- [Work request]: Find and copy the lines in the records beneath this task that contain the word "BenchmarkConfig".

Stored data
※

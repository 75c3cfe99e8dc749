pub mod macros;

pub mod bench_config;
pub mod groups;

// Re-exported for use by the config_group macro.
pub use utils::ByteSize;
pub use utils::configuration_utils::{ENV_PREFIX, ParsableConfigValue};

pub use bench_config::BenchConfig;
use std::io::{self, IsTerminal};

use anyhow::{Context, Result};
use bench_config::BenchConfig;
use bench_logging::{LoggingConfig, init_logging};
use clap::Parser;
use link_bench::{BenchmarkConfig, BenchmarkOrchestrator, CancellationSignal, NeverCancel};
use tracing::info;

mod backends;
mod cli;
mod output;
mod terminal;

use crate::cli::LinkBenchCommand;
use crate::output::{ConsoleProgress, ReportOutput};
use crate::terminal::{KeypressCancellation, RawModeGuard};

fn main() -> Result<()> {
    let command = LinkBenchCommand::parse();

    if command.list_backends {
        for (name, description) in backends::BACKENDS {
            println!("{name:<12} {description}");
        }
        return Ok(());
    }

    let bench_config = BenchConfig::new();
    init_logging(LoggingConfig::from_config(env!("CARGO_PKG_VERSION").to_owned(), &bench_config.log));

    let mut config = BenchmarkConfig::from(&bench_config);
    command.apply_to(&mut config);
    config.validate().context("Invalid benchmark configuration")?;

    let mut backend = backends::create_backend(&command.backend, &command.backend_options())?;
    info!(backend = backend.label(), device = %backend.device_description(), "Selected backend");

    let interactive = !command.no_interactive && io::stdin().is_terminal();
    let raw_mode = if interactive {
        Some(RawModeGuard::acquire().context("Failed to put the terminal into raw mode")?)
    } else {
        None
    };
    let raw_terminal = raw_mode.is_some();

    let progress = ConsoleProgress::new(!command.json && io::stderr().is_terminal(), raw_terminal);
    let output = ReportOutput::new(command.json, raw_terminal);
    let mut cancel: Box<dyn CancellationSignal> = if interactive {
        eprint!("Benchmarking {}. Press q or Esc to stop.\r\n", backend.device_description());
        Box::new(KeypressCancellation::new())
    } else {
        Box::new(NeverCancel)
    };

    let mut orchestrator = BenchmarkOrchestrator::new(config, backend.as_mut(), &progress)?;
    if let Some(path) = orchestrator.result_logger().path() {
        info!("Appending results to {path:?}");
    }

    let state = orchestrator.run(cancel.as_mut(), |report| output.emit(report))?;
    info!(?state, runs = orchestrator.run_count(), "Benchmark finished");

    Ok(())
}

※

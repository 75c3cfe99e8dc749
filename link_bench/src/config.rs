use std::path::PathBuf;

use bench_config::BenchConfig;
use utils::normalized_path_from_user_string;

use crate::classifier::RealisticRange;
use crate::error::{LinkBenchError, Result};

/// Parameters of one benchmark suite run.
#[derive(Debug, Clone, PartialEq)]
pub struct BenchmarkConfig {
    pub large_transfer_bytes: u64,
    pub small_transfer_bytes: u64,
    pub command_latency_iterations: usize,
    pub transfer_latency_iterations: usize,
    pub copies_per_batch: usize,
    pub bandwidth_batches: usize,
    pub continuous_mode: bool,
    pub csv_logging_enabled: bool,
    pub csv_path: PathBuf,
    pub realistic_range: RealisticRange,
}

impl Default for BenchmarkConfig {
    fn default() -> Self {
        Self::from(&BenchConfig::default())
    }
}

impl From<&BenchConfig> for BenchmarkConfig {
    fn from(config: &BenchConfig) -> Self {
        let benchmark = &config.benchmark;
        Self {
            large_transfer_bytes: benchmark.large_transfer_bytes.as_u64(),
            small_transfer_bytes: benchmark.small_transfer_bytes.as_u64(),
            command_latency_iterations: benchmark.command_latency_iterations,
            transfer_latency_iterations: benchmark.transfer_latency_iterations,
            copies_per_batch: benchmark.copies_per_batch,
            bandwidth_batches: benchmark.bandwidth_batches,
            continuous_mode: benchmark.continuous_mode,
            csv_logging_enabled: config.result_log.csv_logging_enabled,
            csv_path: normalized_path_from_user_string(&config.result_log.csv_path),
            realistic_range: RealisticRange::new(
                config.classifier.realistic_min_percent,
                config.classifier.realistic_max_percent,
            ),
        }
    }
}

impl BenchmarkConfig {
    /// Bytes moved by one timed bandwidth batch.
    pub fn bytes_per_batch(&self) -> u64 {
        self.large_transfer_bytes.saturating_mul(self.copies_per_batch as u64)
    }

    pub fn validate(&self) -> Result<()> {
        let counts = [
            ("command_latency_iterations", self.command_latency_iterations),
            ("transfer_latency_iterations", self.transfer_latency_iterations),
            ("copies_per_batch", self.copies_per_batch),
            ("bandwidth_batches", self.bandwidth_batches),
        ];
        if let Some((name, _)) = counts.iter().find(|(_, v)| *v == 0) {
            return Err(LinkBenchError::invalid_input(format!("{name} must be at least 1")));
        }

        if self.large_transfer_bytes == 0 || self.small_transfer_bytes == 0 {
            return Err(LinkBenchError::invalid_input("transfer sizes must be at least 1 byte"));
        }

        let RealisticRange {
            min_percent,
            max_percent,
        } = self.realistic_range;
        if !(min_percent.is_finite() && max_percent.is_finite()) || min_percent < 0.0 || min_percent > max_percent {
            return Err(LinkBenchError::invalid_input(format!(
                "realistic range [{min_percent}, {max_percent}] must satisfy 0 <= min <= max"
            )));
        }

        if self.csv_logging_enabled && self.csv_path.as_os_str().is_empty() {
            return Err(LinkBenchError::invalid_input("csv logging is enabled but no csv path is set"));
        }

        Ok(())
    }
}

※

- [Your solution]:
use link_bench::{BenchmarkConfig, BenchmarkOrchestrator, CancellationSignal, NeverCancel};
    let mut config = BenchmarkConfig::from(&bench_config);
pub struct BenchmarkConfig {
impl Default for BenchmarkConfig {
impl From<&BenchConfig> for BenchmarkConfig {
impl BenchmarkConfig {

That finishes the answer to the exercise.